### AIM OF THE EXERCISE
Within the entries underneath, how many lines include the string "derive"? State only the number.

*-*-*

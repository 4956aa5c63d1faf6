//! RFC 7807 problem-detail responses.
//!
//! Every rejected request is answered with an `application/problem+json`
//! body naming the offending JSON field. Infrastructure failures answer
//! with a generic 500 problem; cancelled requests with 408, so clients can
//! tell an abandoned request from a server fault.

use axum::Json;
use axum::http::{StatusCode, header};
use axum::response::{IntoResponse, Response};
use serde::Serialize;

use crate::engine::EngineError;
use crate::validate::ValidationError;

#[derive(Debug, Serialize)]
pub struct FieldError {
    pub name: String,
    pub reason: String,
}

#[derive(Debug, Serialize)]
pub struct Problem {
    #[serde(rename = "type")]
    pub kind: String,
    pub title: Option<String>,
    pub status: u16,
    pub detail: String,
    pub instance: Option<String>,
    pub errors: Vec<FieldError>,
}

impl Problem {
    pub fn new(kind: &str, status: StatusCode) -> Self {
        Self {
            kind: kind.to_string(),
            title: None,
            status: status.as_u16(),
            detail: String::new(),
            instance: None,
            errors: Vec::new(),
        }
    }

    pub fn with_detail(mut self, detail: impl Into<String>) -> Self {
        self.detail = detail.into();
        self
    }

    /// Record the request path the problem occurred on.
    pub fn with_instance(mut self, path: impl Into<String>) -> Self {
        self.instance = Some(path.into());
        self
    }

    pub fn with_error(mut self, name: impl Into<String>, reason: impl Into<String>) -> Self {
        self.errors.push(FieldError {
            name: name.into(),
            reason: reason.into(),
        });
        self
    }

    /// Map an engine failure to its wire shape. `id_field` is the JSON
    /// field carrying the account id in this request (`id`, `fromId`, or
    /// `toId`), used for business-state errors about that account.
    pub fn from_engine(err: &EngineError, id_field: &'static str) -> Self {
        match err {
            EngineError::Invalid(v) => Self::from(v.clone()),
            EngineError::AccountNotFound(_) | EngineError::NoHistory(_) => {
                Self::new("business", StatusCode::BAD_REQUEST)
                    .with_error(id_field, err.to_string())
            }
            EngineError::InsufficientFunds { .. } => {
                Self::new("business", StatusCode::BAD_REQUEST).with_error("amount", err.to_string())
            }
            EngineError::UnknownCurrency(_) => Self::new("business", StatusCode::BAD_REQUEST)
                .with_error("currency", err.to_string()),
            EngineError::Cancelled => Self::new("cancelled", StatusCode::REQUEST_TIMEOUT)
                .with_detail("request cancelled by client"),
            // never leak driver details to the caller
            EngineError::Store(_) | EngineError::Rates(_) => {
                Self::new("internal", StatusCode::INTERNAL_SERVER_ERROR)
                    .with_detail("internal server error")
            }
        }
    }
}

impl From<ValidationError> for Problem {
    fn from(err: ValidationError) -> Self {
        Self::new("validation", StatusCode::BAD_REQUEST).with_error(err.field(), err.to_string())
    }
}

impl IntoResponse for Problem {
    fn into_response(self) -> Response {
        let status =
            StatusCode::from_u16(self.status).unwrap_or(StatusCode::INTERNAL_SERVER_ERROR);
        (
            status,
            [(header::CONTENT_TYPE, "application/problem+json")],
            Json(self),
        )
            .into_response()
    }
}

*-*-*

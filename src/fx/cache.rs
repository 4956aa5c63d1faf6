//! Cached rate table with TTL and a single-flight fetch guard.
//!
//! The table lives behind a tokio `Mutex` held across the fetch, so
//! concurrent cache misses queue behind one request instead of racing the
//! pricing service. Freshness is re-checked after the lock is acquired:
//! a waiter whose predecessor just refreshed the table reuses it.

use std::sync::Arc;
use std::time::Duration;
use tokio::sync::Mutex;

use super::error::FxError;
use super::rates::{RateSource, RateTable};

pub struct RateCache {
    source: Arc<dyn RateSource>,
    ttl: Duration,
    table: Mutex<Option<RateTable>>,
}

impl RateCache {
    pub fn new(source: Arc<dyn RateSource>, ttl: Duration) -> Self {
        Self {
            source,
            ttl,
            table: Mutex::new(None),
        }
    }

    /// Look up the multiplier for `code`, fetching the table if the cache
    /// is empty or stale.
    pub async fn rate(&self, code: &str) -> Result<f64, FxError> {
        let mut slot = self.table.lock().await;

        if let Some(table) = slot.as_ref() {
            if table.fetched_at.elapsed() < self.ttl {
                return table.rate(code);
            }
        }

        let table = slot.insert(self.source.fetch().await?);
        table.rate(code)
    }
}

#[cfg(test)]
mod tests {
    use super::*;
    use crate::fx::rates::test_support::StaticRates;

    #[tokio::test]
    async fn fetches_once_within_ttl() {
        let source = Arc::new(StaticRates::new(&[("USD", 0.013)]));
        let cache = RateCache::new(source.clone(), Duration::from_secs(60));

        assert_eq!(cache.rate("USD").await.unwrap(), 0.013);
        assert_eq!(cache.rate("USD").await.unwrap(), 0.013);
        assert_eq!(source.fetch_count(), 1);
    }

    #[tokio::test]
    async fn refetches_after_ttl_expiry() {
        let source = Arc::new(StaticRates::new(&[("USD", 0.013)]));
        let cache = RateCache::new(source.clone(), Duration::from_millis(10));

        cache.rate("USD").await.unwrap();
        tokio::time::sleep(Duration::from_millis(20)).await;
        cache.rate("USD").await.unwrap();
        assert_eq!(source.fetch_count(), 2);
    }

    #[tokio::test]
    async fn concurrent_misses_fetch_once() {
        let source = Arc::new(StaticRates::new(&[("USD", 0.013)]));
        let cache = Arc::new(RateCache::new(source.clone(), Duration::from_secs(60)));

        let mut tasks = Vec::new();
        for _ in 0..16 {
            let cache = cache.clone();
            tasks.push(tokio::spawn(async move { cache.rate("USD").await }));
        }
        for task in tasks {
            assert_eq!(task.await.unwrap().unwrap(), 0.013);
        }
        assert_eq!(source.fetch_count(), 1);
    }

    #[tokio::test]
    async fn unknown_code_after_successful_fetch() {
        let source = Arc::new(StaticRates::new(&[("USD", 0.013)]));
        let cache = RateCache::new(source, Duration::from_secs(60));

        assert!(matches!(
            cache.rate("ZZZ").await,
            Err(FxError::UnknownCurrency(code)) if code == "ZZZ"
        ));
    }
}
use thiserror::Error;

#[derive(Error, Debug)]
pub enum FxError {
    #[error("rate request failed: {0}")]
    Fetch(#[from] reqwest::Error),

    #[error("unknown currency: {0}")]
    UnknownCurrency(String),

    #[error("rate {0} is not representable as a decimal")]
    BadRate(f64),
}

*-*-*

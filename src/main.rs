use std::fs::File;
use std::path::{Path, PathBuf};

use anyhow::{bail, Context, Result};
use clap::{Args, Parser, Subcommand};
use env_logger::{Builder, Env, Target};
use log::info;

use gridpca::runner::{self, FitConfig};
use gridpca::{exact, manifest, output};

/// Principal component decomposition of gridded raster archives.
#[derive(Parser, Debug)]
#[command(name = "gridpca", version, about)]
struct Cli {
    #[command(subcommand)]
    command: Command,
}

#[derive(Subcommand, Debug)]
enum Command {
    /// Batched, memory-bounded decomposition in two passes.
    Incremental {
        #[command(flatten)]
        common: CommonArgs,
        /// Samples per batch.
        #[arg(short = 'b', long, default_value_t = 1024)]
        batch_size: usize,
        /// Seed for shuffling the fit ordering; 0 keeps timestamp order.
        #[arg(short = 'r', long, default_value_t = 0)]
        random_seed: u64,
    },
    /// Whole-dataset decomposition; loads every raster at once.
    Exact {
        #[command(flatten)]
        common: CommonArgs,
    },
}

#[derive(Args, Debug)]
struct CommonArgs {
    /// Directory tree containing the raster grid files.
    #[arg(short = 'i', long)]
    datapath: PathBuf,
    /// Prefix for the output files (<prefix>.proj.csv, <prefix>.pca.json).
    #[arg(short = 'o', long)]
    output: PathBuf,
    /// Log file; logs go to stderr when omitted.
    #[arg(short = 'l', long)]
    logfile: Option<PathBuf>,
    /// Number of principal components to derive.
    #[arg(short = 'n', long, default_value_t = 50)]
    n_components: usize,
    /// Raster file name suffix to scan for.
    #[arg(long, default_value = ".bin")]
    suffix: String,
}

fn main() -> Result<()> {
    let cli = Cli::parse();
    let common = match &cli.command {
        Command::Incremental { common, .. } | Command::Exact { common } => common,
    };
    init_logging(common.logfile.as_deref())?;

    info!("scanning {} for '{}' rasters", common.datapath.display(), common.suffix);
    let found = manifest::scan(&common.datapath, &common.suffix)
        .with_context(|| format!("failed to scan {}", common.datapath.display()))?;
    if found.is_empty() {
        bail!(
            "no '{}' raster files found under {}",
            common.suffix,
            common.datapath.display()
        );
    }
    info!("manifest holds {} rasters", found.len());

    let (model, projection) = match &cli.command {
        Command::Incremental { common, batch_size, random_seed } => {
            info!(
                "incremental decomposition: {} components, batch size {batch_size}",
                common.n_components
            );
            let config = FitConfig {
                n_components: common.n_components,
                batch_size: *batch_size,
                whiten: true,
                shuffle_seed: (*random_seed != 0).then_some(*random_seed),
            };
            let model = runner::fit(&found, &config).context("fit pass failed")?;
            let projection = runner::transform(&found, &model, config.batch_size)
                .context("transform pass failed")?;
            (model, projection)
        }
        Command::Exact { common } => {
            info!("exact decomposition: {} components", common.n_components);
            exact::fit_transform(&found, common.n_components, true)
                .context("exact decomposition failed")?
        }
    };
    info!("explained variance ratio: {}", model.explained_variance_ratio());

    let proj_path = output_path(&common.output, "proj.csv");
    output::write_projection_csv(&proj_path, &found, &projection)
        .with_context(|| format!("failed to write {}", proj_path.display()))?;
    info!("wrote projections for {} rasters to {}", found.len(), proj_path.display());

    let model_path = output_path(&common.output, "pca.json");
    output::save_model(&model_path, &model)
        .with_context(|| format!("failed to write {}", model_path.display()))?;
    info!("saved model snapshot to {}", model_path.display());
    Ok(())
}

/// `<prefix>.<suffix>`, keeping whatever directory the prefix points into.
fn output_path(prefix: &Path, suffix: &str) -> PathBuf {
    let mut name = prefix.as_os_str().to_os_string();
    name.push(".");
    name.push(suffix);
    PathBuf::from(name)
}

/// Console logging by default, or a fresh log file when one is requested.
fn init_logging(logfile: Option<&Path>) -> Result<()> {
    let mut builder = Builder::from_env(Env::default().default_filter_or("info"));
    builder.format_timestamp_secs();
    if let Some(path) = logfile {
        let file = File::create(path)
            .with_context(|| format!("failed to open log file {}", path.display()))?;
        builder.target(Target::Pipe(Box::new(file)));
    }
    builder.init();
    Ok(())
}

*-*-*

### EXPECTED ANSWER
7